Imagine yourself climbing a mountain. A thick fog covers everything within three feet of you. You reach the summit, looking down at the misty precipice in front of you. Suddenly you hear the distinct sound of angsty spoken word approaching in the distance. Cowering, you brace for impact as Chris Zizzamia headbutts you off the cliff with his terrible poetry. The members of The World is A Beautiful Place & I Am Not Longer Afraid to Die stand in the distance chuckling to themselves and reveling in their own pretentious loserdom.
This is what it feels like to listen to Between Bodies.
The problem with Between Bodies, TWIABP’s newest EP, isn’t the actual music, but rather the out of place and monotonous spoken word added by Chris Zizzamia, a relatively small-time poet. Whoever decided that adding him was a good idea needs to be fired right away.

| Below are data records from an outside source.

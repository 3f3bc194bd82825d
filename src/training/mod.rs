//! Model training
//!
//! Data splitting, the training loop and metrics tracking.

pub mod metrics;
pub mod split;
pub mod trainer;

pub use metrics::{Metrics, RegressionMetrics, TrainingHistory};
pub use split::{SplitDatasets, SplitRatios};
pub use trainer::{RegressionTrainer, TrainingOutcome};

Zizzamia’s voice drags heavily and lacks the dynamic qualities that make successful and interesting spoken word. Due to the drone of Zizzamia’s voice, it’s possible to listen to the whole album and never distinguish song changes. I find it hard to talk about certain songs, as I find it hard to see differences between them.
The most listenable track off the album is just that—listenable. Barely. The first half of the song “$100 Tip” is an okay track with so-so lyrics but the music behind them is calming and evokes that good kind of sadness. However this is then ruined in the second half of the track by the out of place, horribly mastered drum solo. It drones on and on past the point of being catchy and interesting.
Coming off of the success of their album Whenever, If Ever, Between Bodies is much less atmospheric emo and more a peek into the diary of an eighth grade Scene girl than anything else. The fifteen-member ensemble manages to rally all of their creativity into an empty sounding piece of consumer trash that’s not even that consumable. If their intention in creating an “artsy” album was to draw on tired lyrical themes and leave their music as empty and soulless as possible then they succeeded greatly. It feels as if the members of TWIABP are resigning to making catchy music instead of drawing on life experiences and producing thoughtful tunes as they’ve done in the past. More than anything, Between Bodies seems to be an attempt at a lyrically and musically deep album but falls short and ends up sounding pretentious and unfulfilled.